墜落現場は標高2000m近くあり、車両は乗り入れられず、ヘリコプターか徒歩でしか到達できないそうです。
粉々に砕けた残骸が、衝撃の大きさを物語っています。
人里離れた山中の墜落事故ということで、どうしても日本航空123便墜落事故を思い出してしまいます。
ご遺体やご遺体片の回収には、膨大な労力と時間を要することでしょう ・・・・・。
144名の乗客のうち16名は、交換留学(Student Exchange)で訪れていたバルセロナから帰国途中だったヨセフ・ケーニッヒ・ギムナジウムの “10年生”。 同行していた教師2名もまた、犠牲になったそうです。

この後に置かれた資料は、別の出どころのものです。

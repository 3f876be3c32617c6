mod breakdown;
mod options;
mod saved_quote;
mod selection;

pub use breakdown::{OptionCost, PriceBreakdown};
pub use options::{
    BoardThickness, BookBinding, BookType, ColorMode, ComicBinding, ComicPaper, CoverStock,
    FinishType, Lamination, PaperType, ProductType, QuickFinish, QuickMaterial, TrimSize,
    Turnaround,
};
pub use saved_quote::{NewSavedQuote, QuoteNumber, SavedQuote};
pub use selection::{
    ChildrensBookSelection, ComicBookSelection, GenericSelection, OptionSelection,
    QuickQuoteSelection, Widget,
};
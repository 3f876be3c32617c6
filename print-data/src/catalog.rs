//! Static site catalog: featured products, testimonials and blog posts.
//!
//! The storefront reads `products.json` once at startup. When the file is
//! missing or malformed it falls back to a small embedded catalog, so a
//! catalog is always available.

use std::path::Path;

use print_core::calculations::common::round_half_up;
use rust_decimal::Decimal;
use rust_decimal::prelude::ToPrimitive;
use serde::{Deserialize, Serialize};
use thiserror::Error;
use tracing::{info, warn};

/// List prices are shown as a markdown of this "original" price.
pub const ORIGINAL_PRICE_MARKUP: Decimal = Decimal::from_parts(13, 0, 0, false, 1);

#[derive(Debug, Error)]
pub enum CatalogError {
    #[error("failed to read catalog: {0}")]
    Io(#[from] std::io::Error),

    #[error("failed to parse catalog: {0}")]
    Parse(#[from] serde_json::Error),
}

/// A product price as written in the catalog: either a number or display
/// text such as `"₹9.99"`.
#[derive(Debug, Clone, PartialEq, Eq, Serialize, Deserialize)]
#[serde(untagged)]
pub enum ProductPrice {
    Amount(Decimal),
    Text(String),
}

#[derive(Debug, Clone, PartialEq, Eq, Serialize, Deserialize)]
#[serde(rename_all = "camelCase")]
pub struct Product {
    pub id: u32,
    pub name: String,
    pub price: ProductPrice,
    #[serde(default, skip_serializing_if = "Option::is_none")]
    pub category: Option<String>,
    #[serde(default, skip_serializing_if = "Option::is_none")]
    pub image: Option<String>,
    #[serde(default, skip_serializing_if = "Option::is_none")]
    pub description: Option<String>,
    #[serde(default, skip_serializing_if = "Vec::is_empty")]
    pub features: Vec<String>,
    #[serde(default, skip_serializing_if = "Option::is_none")]
    pub rating: Option<u8>,
    #[serde(default, skip_serializing_if = "Option::is_none")]
    pub reviews: Option<u32>,
}

impl Product {
    /// Numeric price. Text prices keep only digits and the decimal point;
    /// anything unparseable is zero.
    pub fn price_value(&self) -> Decimal {
        match &self.price {
            ProductPrice::Amount(amount) => *amount,
            ProductPrice::Text(text) => {
                let digits: String = text
                    .chars()
                    .filter(|c| c.is_ascii_digit() || *c == '.')
                    .collect();
                digits.parse().unwrap_or(Decimal::ZERO)
            }
        }
    }

    /// The struck-through "was" price: list price × 1.3, to the cent.
    pub fn original_price(&self) -> Decimal {
        let price = self.price_value();
        if price <= Decimal::ZERO {
            return Decimal::ZERO;
        }
        round_half_up(price * ORIGINAL_PRICE_MARKUP)
    }

    /// Whole-percent saving of the list price against the original price.
    pub fn discount_percent(&self) -> u32 {
        let original = self.original_price();
        if original <= Decimal::ZERO {
            return 0;
        }
        let saving = (original - self.price_value()) / original * Decimal::ONE_HUNDRED;
        saving
            .round_dp_with_strategy(0, rust_decimal::RoundingStrategy::MidpointAwayFromZero)
            .to_u32()
            .unwrap_or(0)
    }
}

#[derive(Debug, Clone, PartialEq, Eq, Serialize, Deserialize)]
pub struct Testimonial {
    pub name: String,
    #[serde(default)]
    pub company: Option<String>,
    pub text: String,
}

#[derive(Debug, Clone, PartialEq, Eq, Serialize, Deserialize)]
pub struct BlogPost {
    pub id: u32,
    pub title: String,
    #[serde(default)]
    pub excerpt: String,
    #[serde(default)]
    pub date: String,
    #[serde(default)]
    pub category: Option<String>,
    #[serde(default)]
    pub image: Option<String>,
}

#[derive(Debug, Clone, Default, PartialEq, Eq, Serialize, Deserialize)]
#[serde(rename_all = "camelCase", default)]
pub struct SiteCatalog {
    pub featured_products: Vec<Product>,
    pub testimonials: Vec<Testimonial>,
    pub blog_posts: Vec<BlogPost>,
}

impl SiteCatalog {
    pub fn from_json_str(input: &str) -> Result<Self, CatalogError> {
        Ok(serde_json::from_str(input)?)
    }

    pub fn load(path: &Path) -> Result<Self, CatalogError> {
        let contents = std::fs::read_to_string(path)?;
        Self::from_json_str(&contents)
    }

    /// Loads `path`, or the embedded catalog if that fails. Never errors.
    pub fn load_or_fallback(path: &Path) -> Self {
        match Self::load(path) {
            Ok(catalog) => {
                info!(
                    path = %path.display(),
                    products = catalog.featured_products.len(),
                    "Loaded site catalog"
                );
                catalog
            }
            Err(e) => {
                warn!(path = %path.display(), error = %e, "Using fallback catalog");
                Self::fallback()
            }
        }
    }

    /// The catalog shown when `products.json` cannot be loaded.
    pub fn fallback() -> Self {
        let product = |id: u32, name: &str, price: &str, category: &str| Product {
            id,
            name: name.to_string(),
            price: ProductPrice::Text(price.to_string()),
            category: Some(category.to_string()),
            image: None,
            description: None,
            features: Vec::new(),
            rating: None,
            reviews: None,
        };

        Self {
            featured_products: vec![
                product(1, "Business Card Pack", "₹9.99", "Business Cards"),
                product(2, "Brochure Design", "₹24.99", "Brochures"),
                product(3, "Folder Design", "₹19.99", "Folders"),
            ],
            testimonials: Vec::new(),
            blog_posts: vec![BlogPost {
                id: 1,
                title: "Why smartly you should use to be the perfect customer process".to_string(),
                excerpt: "Learn optimization techniques...".to_string(),
                date: "March 20, 2024".to_string(),
                category: Some("Tips".to_string()),
                image: None,
            }],
        }
    }

    pub fn product(
        &self,
        id: u32,
    ) -> Option<&Product> {
        self.featured_products.iter().find(|p| p.id == id)
    }
}
use async_trait::async_trait;
use print_core::db::{RepositoryFactory, StoreConfig};
use print_core::{QuoteRepository, RepositoryError};
use tracing::info;

use crate::SqliteQuoteRepository;

/// Turns a store connection string into a sqlx URL. Bare paths are opened
/// read-write and created when missing.
fn database_url(connection_string: &str) -> String {
    let trimmed = connection_string.trim();
    if trimmed.starts_with("sqlite:") {
        trimmed.to_string()
    } else {
        format!("sqlite:{trimmed}?mode=rwc")
    }
}

/// [`RepositoryFactory`] for SQLite.
///
/// ```rust,no_run
/// use print_core::db::RepositoryRegistry;
/// use print_db_sqlite::SqliteQuoteRepositoryFactory;
///
/// let mut registry = RepositoryRegistry::new();
/// registry.register(Box::new(SqliteQuoteRepositoryFactory));
/// ```
pub struct SqliteQuoteRepositoryFactory;

#[async_trait]
impl RepositoryFactory for SqliteQuoteRepositoryFactory {
    fn backend_name(&self) -> &'static str {
        "sqlite"
    }

    /// Opens the database named by `config.connection_string` and runs
    /// migrations.
    ///
    /// * A bare file path such as `"quotes.db"` is created if missing.
    /// * `":memory:"` opens a private in-memory database.
    /// * Anything starting with `sqlite:` is passed to sqlx as is.
    async fn create(
        &self,
        config: &StoreConfig,
    ) -> Result<Box<dyn QuoteRepository>, RepositoryError> {
        let repo = match config.connection_string.trim() {
            ":memory:" | "sqlite::memory:" => SqliteQuoteRepository::in_memory().await,
            other => SqliteQuoteRepository::new(&database_url(other)).await,
        }
        .map_err(|e| RepositoryError::Connection(format!("{e:#}")))?
        .with_history_cap(config.effective_cap());

        repo.run_migrations()
            .await
            .map_err(|e| RepositoryError::Database(format!("{e:#}")))?;

        info!(
            connection = %config.connection_string,
            cap = repo.history_cap(),
            "Opened SQLite quote history"
        );
        Ok(Box::new(repo))
    }
}
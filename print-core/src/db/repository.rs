use async_trait::async_trait;
use thiserror::Error;

use crate::models::{NewSavedQuote, SavedQuote};

/// Key the storefront kept its calculation history under.
pub const STORAGE_KEY: &str = "shristiPressCalculations";

#[derive(Debug, Error, PartialEq, Eq)]
pub enum RepositoryError {
    #[error("Record not found")]
    NotFound,

    #[error("Database error: {0}")]
    Database(String),

    #[error("Connection error: {0}")]
    Connection(String),

    #[error("Configuration error: {0}")]
    Configuration(String),

    #[error("Serialization error: {0}")]
    Serialization(String),
}

impl From<serde_json::Error> for RepositoryError {
    fn from(e: serde_json::Error) -> Self {
        Self::Serialization(e.to_string())
    }
}

/// Capped history of saved quotes.
///
/// Implementations keep at most their configured history cap. Saving past
/// the cap drops the oldest entries first.
#[async_trait]
pub trait QuoteRepository: Send + Sync {
    /// Appends a quote and returns it with its assigned id and timestamp.
    async fn save_quote(
        &self,
        quote: NewSavedQuote,
    ) -> Result<SavedQuote, RepositoryError>;

    /// Newest first. `None` lists the whole history.
    async fn list_quotes(
        &self,
        limit: Option<usize>,
    ) -> Result<Vec<SavedQuote>, RepositoryError>;

    async fn get_quote(
        &self,
        id: i64,
    ) -> Result<SavedQuote, RepositoryError>;

    async fn delete_quote(
        &self,
        id: i64,
    ) -> Result<(), RepositoryError>;

    /// Removes every entry, returning how many were removed.
    async fn clear(&self) -> Result<u64, RepositoryError>;

    async fn count(&self) -> Result<u64, RepositoryError>;
}
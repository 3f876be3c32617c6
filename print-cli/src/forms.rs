use std::fmt;
use std::sync::LazyLock;

use regex::Regex;
use serde::{Deserialize, Serialize};

static EMAIL_RE: LazyLock<Regex> =
    LazyLock::new(|| Regex::new(r"^[^\s@]+@[^\s@]+\.[^\s@]+$").expect("valid email pattern"));

static PHONE_RE: LazyLock<Regex> =
    LazyLock::new(|| Regex::new(r"^\+?[1-9]\d{0,15}$").expect("valid phone pattern"));

#[derive(Debug, Clone, Copy, PartialEq, Eq, Serialize, Deserialize)]
#[serde(rename_all = "lowercase")]
pub enum FormField {
    Name,
    Email,
    Phone,
}

impl FormField {
    pub fn as_str(&self) -> &'static str {
        match self {
            Self::Name => "name",
            Self::Email => "email",
            Self::Phone => "phone",
        }
    }
}

impl fmt::Display for FormField {
    fn fmt(
        &self,
        f: &mut fmt::Formatter<'_>,
    ) -> fmt::Result {
        f.write_str(self.as_str())
    }
}

/// One failed field and the message shown next to it.
#[derive(Debug, Clone, PartialEq, Eq, Serialize)]
pub struct FieldError {
    pub field: FormField,
    pub message: String,
}

/// Every field that failed validation, in form order.
#[derive(Debug, Clone, Default, PartialEq, Eq, Serialize)]
pub struct ValidationErrors(Vec<FieldError>);

impl ValidationErrors {
    fn push(
        &mut self,
        field: FormField,
        message: impl Into<String>,
    ) {
        self.0.push(FieldError {
            field,
            message: message.into(),
        });
    }

    pub fn is_empty(&self) -> bool {
        self.0.is_empty()
    }

    pub fn len(&self) -> usize {
        self.0.len()
    }

    pub fn iter(&self) -> impl Iterator<Item = &FieldError> {
        self.0.iter()
    }

    /// Message for `field`, if it failed.
    pub fn message_for(
        &self,
        field: FormField,
    ) -> Option<&str> {
        self.0
            .iter()
            .find(|e| e.field == field)
            .map(|e| e.message.as_str())
    }
}

impl fmt::Display for ValidationErrors {
    fn fmt(
        &self,
        f: &mut fmt::Formatter<'_>,
    ) -> fmt::Result {
        let parts: Vec<_> = self
            .0
            .iter()
            .map(|e| format!("{}: {}", e.field, e.message))
            .collect();
        f.write_str(&parts.join("; "))
    }
}

impl std::error::Error for ValidationErrors {}

/// The contact details of a quote request.
#[derive(Debug, Clone, Default, PartialEq, Eq, Serialize, Deserialize)]
pub struct ContactForm {
    pub name: String,
    pub email: String,
    #[serde(default)]
    pub phone: Option<String>,
    #[serde(default)]
    pub message: Option<String>,
}

impl ContactForm {
    pub fn new(
        name: impl Into<String>,
        email: impl Into<String>,
    ) -> Self {
        Self {
            name: name.into(),
            email: email.into(),
            ..Self::default()
        }
    }

    pub fn with_phone(
        mut self,
        phone: impl Into<String>,
    ) -> Self {
        self.phone = Some(phone.into());
        self
    }

    /// Checks every field and reports all failures at once.
    ///
    /// Rules:
    /// - name is required
    /// - email is required and must look like `local@domain.tld`
    /// - phone is optional; when given it may use spaces, dashes and
    ///   parentheses, and must otherwise be up to 16 digits with an
    ///   optional leading `+`
    pub fn validate(&self) -> Result<(), ValidationErrors> {
        let mut errors = ValidationErrors::default();

        if self.name.trim().is_empty() {
            errors.push(FormField::Name, "Name is required");
        }

        let email = self.email.trim();
        if email.is_empty() {
            errors.push(FormField::Email, "Email address is required");
        } else if !is_valid_email(email) {
            errors.push(FormField::Email, "Please enter a valid email address");
        }

        if let Some(phone) = self.phone.as_deref().map(str::trim).filter(|p| !p.is_empty()) {
            if !is_valid_phone(phone) {
                errors.push(FormField::Phone, "Please enter a valid phone number");
            }
        }

        if errors.is_empty() { Ok(()) } else { Err(errors) }
    }
}

pub fn is_valid_email(email: &str) -> bool {
    EMAIL_RE.is_match(email)
}

pub fn is_valid_phone(phone: &str) -> bool {
    let digits: String = phone
        .chars()
        .filter(|c| !c.is_whitespace() && !matches!(c, '-' | '(' | ')'))
        .collect();
    PHONE_RE.is_match(&digits)
}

ドイツ北西部ハルテルン・アム・ゼー町(Haltern am See) にある同校(Josef-König-Gymnasium)。
参加者が楽しみにしていたであろう交換留学が、こんな結末を迎えるなんて ・・・・・
(1) 10:01 4U9525便、デュッセルドルフに向けバルセロナを離陸。
(2) 10:27 同機、巡航高度の3万8千フィートに達する。
(3) 10:33 同機、時速548マイルで降下を始める。
(4) 10:40 衝撃の1分前の同機の高度は山々の上空わずか4000フィート(1.2km)。
(5) 10:41 航空管制官との接触が途絶える。
墜落機と同型のエアバスA320型機と、そのコックピット内部。
当初は機器系統の故障や何らかの技術的非常事態の発生が疑われましたが、墜落現場から回収されたブラック・ボックスの音声記録から、驚くべき状況が明らかに。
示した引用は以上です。